I like this quote from President Obama: "... no dream is beyond reach in the United States of America."

State of the Commonwealth

May 27, 2009


In Governor Fitial’s State of the Commonwealth speech he blamed the federalization law that has not yet been implemented for the islands’ economic woes. Yet, the CNMI’s economy has been in a crisis for several years, even before the bill was passed. 

From the Marianas Variety:
In his State of the Commonwealth Address, Fitial said the federalization law is perhaps the CNMI’s biggest obstacle to economic recovery.

“A few people are unduly fixated on our…lawsuit rather than the reasons behind the lawsuit. Given the significant economic harm presented by federalization, I am disappointed that more members of our Legislature did not get behind our efforts to oppose federalization and support our 903 lawsuit,” he said in his speech.

“As elected leaders of this commonwealth, we swore to uphold our constitution and our Covenant agreement with the United States.

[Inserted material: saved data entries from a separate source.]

//! Positional-weight evaluation for Reversi board positions
//!
//! Two regimes, picked by the caller:
//! - a finished game is scored purely by disc count: win `INF`, loss
//!   `-INF`, draw 0 — the heuristic plays no part at a true game end;
//! - an unfinished game (the search hit its depth limit) is scored by
//!   the static weight table: the sum of weights under the maximizer's
//!   discs minus the sum under the opponent's.

use crate::board::{Board, Piece, BOARD_SIZE};

/// Win/loss sentinel. Any weight-table score is far inside (-INF, INF),
/// so a decided game always dominates the heuristic.
pub const INF: i32 = 1_000_000;

/// Positional weights, row-major.
///
/// Corners are the most valuable cells on the board (a corner disc can
/// never be flipped), the cells next to a corner are actively dangerous
/// because they hand the corner to the opponent, and edges are
/// moderately good. Fixed for the life of the program.
pub const WEIGHTS: [[i32; BOARD_SIZE]; BOARD_SIZE] = [
    [120, -20, 20, 5, 5, 20, -20, 120],
    [-20, -40, -5, -5, -5, -5, -40, -20],
    [20, -5, 15, 3, 3, 15, -5, 20],
    [5, -5, 3, 3, 3, 3, -5, 5],
    [5, -5, 3, 3, 3, 3, -5, 5],
    [20, -5, 15, 3, 3, 15, -5, 20],
    [-20, -40, -5, -5, -5, -5, -40, -20],
    [120, -20, 20, 5, 5, 20, -20, 120],
];

/// Evaluate the board from the perspective of `piece` (the maximizer).
///
/// `game_over` must be true exactly when neither side has a legal move;
/// the search establishes that before calling.
#[must_use]
pub fn evaluate(board: &Board, piece: Piece, game_over: bool) -> i32 {
    let opponent = piece.opponent();

    if game_over {
        let mine = board.count(piece);
        let theirs = board.count(opponent);
        return if mine > theirs {
            INF
        } else if theirs > mine {
            -INF
        } else {
            0
        };
    }

    weight_sum(board, piece) - weight_sum(board, opponent)
}

/// Sum of weight-table entries under one color's discs
fn weight_sum(board: &Board, piece: Piece) -> i32 {
    let Some(discs) = board.discs(piece) else {
        return 0;
    };

    discs
        .iter_ones()
        .map(|pos| WEIGHTS[pos.row as usize][pos.col as usize])
        .sum()
}

#[cfg(test)]
mod tests {
    use super::*;
    use crate::board::Pos;

    /// Fabricate a board with the given numbers of black and white
    /// discs, filled row-major from opposite corners.
    fn board_with_counts(black: usize, white: usize) -> Board {
        assert!(black + white <= 64);
        let mut board = Board::empty();
        for idx in 0..black {
            board.place(Pos::from_index(idx), Piece::Black);
        }
        for idx in 0..white {
            board.place(Pos::from_index(63 - idx), Piece::White);
        }
        board
    }

    #[test]
    fn terminal_majority_wins() {
        let board = board_with_counts(40, 24);
        assert_eq!(evaluate(&board, Piece::Black, true), INF);
        assert_eq!(evaluate(&board, Piece::White, true), -INF);
    }

    #[test]
    fn terminal_minority_loses() {
        let board = board_with_counts(24, 40);
        assert_eq!(evaluate(&board, Piece::Black, true), -INF);
        assert_eq!(evaluate(&board, Piece::White, true), INF);
    }

    #[test]
    fn terminal_equal_counts_draw() {
        let board = board_with_counts(32, 32);
        assert_eq!(evaluate(&board, Piece::Black, true), 0);
        assert_eq!(evaluate(&board, Piece::White, true), 0);
    }

    #[test]
    fn terminal_score_ignores_position_weights() {
        // A lone corner (weight 120) loses to two discs anywhere.
        let mut board = Board::empty();
        board.place(Pos::new(0, 0), Piece::Black);
        board.place(Pos::new(3, 3), Piece::White);
        board.place(Pos::new(3, 4), Piece::White);
        assert_eq!(evaluate(&board, Piece::Black, true), -INF);
    }

    #[test]
    fn opening_position_is_balanced() {
        let board = Board::new();
        assert_eq!(evaluate(&board, Piece::Black, false), 0);
        assert_eq!(evaluate(&board, Piece::White, false), 0);
    }

    #[test]
    fn heuristic_is_the_weight_difference() {
        let mut board = Board::empty();
        board.place(Pos::new(0, 0), Piece::Black); // 120
        board.place(Pos::new(1, 1), Piece::White); // -40

        assert_eq!(evaluate(&board, Piece::Black, false), 160);
        assert_eq!(evaluate(&board, Piece::White, false), -160);
    }

    #[test]
    fn heuristic_is_antisymmetric() {
        let mut board = Board::new();
        crate::rules::apply_move(&mut board, Pos::new(2, 3), Piece::Black);

        let black_view = evaluate(&board, Piece::Black, false);
        let white_view = evaluate(&board, Piece::White, false);
        assert_eq!(black_view, -white_view);
    }
}
//! Reversi GUI
//!
//! A graphical interface for playing Reversi against the minimax AI.

use reversi::ui::ReversiApp;

fn main() -> Result<(), eframe::Error> {
    env_logger::init();

    let options = eframe::NativeOptions {
        viewport: egui::ViewportBuilder::default()
            .with_inner_size([980.0, 760.0])
            .with_min_inner_size([760.0, 600.0])
            .with_title("Reversi"),
        ..Default::default()
    };

    eframe::run_native(
        "Reversi",
        options,
        Box::new(|cc| Ok(Box::new(ReversiApp::new(cc)))),
    )
}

I believe I am honoring my oath of office by properly bringing this matter to the attention of the federal courts, as provided for in Section 903 of our Covenant and I look forward to the resolution of this case,” he added and stressed that because of the federalization law the CNMI stands to lose its Russian and Chinese tourism markets.

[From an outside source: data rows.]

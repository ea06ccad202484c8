//! Bitboard implementation for the 8x8 grid
//!
//! All 64 cells fit in a single u64, so a board clone is two machine
//! words. The search clones the whole game state at every node, which
//! makes this cheapness matter.

use super::{Pos, TOTAL_CELLS};

/// One bit per cell, row-major from the top-left corner
#[derive(Debug, Clone, Copy, PartialEq, Eq, Default)]
pub struct Bitboard {
    bits: u64,
}

impl Bitboard {
    /// Create empty bitboard
    pub const fn new() -> Self {
        Self { bits: 0 }
    }

    /// Set the bit at position
    #[inline]
    pub fn set(&mut self, pos: Pos) {
        self.bits |= 1u64 << pos.to_index();
    }

    /// Clear the bit at position
    #[inline]
    pub fn clear(&mut self, pos: Pos) {
        self.bits &= !(1u64 << pos.to_index());
    }

    /// Check if the bit is set at position
    #[inline]
    pub fn get(&self, pos: Pos) -> bool {
        (self.bits >> pos.to_index()) & 1 == 1
    }

    /// Count total set bits (popcount)
    #[inline]
    pub fn count(&self) -> u32 {
        self.bits.count_ones()
    }

    /// Check if empty
    #[inline]
    pub fn is_empty(&self) -> bool {
        self.bits == 0
    }

    /// Iterate over set bit positions in row-major order
    pub fn iter_ones(&self) -> BitboardIter {
        BitboardIter { bits: self.bits }
    }
}

/// Iterator over set bits in a Bitboard
pub struct BitboardIter {
    bits: u64,
}

impl Iterator for BitboardIter {
    type Item = Pos;

    fn next(&mut self) -> Option<Self::Item> {
        if self.bits == 0 {
            return None;
        }

        let idx = self.bits.trailing_zeros() as usize;
        // Clear the bit we just found
        self.bits &= self.bits - 1;

        debug_assert!(idx < TOTAL_CELLS);
        Some(Pos::from_index(idx))
    }
}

The governor reiterated that the federalization law “was approved without meaningful economic studies for political reasons.”

“Federalization harms our local self-government and presents formidable and unprecedented economic challenges,” he said.

Rep. Diego T. Benavente, R-Saipan, R-Saipan and chairman of the House Committee on U.S. and Foreign Relations, said some lawmakers are disappointed that the governor went through with the lawsuit.

Speaker Arnold I. Palacios, R-Saipan, said it’s unfair to blame federalization for the islands’ economic problems.

He said the First Hawaiian Bank’s economic report indicated that federalization may stabilize the business climate in the CNMI.

House Minority Leader Oscar M. Babauta, Covenant-Saipan, said the lawsuit is an important option that the CNMI must exercise.

“I supported the governor in that endeavor. It’s an issue that we need to clarify,” he said.
It seems ironic that the governor criticized the Retirement Fund lawsuit for “squandering precious resources” yet, has hired the Jenner Block law firm at an estimated $50,000 monthly to sue the federal government. CNMI legislators refused to fund the governor’s anti-federalization lawsuit. From the Marianas Variety:
The governor reiterated the administration’s position that the Retirement Fund should agree to a mediation process instead of pushing through with court proceedings in determining how much and when the government should pay the pension agency.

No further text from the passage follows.